→ **WHAT IS EXPECTED**
Report every line of the records below that includes the string "Deserialize".

_ _ _ _

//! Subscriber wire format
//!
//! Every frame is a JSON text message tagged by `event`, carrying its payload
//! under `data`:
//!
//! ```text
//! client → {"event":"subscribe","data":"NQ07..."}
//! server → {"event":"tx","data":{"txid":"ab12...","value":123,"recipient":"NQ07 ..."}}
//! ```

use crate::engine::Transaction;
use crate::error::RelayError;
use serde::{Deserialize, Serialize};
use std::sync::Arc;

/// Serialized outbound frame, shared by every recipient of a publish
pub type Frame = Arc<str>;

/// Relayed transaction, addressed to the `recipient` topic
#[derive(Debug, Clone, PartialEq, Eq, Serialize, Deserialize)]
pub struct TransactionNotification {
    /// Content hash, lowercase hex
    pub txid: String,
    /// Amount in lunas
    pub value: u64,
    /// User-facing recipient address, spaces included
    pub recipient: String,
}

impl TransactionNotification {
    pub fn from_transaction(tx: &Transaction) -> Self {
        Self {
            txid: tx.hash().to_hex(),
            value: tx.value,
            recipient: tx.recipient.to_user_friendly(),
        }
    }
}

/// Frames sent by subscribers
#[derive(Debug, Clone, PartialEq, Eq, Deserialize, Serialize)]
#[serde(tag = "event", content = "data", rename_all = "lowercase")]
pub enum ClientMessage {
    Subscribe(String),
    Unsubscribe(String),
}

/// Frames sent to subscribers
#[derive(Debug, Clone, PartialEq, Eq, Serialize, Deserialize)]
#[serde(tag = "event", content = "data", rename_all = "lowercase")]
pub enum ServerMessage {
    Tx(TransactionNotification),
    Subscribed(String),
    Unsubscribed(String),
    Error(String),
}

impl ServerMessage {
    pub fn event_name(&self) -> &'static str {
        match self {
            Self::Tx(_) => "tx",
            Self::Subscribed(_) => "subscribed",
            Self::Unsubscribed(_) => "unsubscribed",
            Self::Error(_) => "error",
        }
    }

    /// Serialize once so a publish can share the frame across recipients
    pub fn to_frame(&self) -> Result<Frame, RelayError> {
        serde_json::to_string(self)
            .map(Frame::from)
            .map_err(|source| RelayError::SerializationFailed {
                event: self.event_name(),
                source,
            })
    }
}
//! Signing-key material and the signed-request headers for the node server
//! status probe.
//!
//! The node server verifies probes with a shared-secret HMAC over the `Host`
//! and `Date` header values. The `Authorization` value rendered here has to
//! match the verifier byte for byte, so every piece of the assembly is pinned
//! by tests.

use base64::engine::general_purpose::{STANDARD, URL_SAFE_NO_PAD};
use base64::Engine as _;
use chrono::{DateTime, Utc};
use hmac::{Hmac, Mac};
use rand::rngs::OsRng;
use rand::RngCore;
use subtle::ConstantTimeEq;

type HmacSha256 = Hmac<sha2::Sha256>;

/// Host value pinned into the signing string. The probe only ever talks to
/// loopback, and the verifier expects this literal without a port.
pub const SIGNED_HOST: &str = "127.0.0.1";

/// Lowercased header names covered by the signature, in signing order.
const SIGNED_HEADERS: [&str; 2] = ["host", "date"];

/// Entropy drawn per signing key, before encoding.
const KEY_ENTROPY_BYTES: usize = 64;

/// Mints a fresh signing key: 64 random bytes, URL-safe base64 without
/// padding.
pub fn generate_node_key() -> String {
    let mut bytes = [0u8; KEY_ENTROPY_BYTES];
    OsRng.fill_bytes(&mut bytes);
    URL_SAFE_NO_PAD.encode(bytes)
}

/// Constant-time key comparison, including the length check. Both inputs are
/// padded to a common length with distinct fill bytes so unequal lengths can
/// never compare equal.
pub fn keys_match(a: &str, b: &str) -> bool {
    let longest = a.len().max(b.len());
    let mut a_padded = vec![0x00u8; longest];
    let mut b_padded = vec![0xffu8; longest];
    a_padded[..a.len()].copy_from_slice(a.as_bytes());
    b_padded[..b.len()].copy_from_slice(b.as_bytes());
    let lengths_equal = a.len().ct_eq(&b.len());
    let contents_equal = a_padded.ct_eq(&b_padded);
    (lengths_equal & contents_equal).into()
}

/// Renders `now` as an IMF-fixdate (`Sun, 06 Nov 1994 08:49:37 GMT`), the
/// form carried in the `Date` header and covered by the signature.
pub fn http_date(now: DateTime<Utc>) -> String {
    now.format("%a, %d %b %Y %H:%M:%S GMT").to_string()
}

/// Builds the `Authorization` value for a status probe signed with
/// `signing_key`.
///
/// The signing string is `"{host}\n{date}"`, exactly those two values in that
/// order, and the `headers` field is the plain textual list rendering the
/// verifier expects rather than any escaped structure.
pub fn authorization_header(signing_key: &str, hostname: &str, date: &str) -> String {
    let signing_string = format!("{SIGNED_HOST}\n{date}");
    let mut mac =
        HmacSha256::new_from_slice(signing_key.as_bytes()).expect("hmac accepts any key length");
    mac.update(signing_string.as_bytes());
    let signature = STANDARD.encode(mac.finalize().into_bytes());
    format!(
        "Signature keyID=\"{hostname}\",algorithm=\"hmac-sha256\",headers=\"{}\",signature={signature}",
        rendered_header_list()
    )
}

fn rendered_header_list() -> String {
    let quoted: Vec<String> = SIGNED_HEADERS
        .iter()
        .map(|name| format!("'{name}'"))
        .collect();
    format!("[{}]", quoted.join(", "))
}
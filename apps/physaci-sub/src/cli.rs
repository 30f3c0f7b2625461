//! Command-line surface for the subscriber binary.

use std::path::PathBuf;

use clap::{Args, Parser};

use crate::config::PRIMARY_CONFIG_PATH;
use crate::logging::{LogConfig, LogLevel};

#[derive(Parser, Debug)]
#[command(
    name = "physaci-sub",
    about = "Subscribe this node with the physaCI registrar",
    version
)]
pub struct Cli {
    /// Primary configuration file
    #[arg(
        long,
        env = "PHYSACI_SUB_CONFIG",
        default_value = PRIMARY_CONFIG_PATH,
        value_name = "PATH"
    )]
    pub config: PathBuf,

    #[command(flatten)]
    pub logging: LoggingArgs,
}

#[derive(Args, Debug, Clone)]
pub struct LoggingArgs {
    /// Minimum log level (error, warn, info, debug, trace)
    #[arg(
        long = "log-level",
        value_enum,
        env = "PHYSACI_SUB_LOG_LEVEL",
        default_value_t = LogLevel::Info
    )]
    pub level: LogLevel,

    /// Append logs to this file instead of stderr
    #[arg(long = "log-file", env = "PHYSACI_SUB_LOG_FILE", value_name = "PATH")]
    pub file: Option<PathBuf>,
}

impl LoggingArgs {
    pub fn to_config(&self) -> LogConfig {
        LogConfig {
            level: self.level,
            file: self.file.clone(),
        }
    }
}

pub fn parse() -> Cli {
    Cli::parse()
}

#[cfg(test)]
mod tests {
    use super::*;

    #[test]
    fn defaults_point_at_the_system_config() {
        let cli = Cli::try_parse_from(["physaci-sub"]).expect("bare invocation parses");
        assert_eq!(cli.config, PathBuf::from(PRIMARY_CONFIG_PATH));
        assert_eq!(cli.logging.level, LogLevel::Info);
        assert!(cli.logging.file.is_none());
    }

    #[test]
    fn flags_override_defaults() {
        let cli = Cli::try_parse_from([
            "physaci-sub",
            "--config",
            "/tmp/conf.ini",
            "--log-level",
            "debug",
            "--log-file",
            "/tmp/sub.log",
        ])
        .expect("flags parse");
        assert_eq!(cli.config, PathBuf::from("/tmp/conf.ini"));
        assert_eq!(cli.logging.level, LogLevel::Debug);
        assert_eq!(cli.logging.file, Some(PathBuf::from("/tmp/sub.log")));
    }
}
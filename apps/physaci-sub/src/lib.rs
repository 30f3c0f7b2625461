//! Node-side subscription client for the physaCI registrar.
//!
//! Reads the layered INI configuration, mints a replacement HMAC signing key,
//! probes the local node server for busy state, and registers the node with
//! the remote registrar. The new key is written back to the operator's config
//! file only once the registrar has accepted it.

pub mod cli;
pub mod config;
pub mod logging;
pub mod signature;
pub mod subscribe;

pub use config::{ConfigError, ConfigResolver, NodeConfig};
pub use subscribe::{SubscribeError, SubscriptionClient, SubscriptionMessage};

_ _ _ _

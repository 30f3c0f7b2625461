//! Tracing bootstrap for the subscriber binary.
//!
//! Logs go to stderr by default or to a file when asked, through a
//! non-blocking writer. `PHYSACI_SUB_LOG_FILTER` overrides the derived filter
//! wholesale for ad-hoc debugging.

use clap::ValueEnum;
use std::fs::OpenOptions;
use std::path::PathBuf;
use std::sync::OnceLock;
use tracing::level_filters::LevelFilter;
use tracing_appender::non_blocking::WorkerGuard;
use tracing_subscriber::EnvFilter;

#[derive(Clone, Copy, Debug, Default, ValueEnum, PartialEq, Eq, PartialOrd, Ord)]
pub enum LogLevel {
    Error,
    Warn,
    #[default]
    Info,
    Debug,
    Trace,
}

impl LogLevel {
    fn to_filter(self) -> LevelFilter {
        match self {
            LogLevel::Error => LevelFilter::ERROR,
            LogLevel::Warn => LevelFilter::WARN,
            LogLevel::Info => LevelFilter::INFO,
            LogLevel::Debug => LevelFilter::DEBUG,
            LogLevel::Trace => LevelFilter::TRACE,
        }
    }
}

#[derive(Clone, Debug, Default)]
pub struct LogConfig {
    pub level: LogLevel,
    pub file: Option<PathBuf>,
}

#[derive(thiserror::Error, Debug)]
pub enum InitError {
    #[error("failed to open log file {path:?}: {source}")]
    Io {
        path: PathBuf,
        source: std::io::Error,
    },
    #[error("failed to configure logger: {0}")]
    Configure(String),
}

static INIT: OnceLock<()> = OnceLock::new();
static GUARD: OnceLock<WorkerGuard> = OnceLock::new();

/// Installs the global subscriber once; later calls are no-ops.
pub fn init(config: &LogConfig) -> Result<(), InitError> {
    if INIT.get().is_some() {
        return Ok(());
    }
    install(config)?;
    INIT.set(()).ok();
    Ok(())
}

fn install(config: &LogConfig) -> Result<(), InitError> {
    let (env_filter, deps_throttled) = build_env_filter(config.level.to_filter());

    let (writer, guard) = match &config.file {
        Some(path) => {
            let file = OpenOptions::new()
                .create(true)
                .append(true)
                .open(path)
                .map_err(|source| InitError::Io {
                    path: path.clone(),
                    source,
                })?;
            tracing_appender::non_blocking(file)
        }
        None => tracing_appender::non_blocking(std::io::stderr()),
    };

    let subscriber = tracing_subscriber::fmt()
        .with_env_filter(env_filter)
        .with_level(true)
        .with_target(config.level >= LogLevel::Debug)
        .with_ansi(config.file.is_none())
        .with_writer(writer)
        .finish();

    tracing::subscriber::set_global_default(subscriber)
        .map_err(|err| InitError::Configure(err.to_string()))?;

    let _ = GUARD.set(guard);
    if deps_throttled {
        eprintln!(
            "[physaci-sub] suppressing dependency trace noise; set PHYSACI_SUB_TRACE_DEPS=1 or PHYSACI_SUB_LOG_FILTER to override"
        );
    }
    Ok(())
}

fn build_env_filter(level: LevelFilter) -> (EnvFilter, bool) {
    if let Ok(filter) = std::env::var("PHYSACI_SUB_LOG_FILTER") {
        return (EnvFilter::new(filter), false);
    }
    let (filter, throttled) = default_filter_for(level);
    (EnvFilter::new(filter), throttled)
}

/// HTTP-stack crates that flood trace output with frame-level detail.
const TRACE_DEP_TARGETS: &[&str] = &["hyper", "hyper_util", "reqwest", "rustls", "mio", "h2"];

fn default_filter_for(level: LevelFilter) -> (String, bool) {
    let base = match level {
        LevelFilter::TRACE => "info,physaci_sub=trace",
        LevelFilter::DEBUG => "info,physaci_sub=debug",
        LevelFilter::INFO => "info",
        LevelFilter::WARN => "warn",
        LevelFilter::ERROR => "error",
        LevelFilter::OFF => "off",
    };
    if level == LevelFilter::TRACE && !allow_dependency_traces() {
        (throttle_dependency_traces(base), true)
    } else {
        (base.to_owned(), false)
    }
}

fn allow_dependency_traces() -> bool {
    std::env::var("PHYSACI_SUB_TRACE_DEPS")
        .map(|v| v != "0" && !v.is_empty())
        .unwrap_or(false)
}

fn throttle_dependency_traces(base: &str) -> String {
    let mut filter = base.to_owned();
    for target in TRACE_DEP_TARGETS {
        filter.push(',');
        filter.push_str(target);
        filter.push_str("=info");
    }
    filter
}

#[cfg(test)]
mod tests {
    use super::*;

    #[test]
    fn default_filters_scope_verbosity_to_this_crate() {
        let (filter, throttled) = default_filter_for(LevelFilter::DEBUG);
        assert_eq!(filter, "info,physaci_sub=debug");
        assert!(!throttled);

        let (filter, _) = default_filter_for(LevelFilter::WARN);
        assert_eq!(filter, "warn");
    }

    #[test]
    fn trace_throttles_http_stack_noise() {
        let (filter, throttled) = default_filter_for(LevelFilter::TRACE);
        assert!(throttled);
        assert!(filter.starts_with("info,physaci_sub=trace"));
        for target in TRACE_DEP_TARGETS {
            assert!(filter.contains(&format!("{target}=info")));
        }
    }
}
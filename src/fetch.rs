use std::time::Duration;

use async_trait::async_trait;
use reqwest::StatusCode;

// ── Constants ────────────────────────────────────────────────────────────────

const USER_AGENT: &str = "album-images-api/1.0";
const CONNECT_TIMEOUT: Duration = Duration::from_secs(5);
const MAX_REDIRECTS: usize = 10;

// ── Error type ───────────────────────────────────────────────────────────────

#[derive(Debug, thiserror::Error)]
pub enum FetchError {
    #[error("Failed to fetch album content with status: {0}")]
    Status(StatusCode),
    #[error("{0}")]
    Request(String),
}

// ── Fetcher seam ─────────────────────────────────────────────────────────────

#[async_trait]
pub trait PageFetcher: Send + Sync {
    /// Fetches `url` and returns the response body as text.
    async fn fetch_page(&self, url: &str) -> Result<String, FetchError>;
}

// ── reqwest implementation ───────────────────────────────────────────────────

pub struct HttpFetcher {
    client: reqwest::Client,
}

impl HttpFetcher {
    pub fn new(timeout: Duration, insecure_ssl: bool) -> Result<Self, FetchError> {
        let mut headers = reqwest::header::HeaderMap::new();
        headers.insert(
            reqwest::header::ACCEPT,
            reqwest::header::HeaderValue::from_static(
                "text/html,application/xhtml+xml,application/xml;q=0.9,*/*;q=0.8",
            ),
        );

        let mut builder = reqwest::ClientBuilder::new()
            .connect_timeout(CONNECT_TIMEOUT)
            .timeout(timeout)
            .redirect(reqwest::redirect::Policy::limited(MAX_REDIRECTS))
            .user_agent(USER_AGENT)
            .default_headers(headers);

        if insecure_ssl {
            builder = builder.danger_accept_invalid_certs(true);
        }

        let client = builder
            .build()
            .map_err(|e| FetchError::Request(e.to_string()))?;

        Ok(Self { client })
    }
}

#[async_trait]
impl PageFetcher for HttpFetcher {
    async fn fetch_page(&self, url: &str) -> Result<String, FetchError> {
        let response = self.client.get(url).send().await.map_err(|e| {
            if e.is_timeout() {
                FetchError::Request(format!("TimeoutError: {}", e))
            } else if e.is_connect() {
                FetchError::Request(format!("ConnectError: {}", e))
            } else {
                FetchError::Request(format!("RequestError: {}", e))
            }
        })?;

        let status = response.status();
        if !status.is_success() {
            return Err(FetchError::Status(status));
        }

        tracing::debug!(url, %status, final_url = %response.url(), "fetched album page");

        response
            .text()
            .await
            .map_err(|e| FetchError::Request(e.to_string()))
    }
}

_ _ _ _

→ **EXERCISE RESULT**
use serde::{Deserialize, Serialize};
#[derive(Debug, Clone, PartialEq, Eq, Serialize, Deserialize)]
#[derive(Debug, Clone, PartialEq, Eq, Deserialize, Serialize)]
#[derive(Debug, Clone, PartialEq, Eq, Serialize, Deserialize)]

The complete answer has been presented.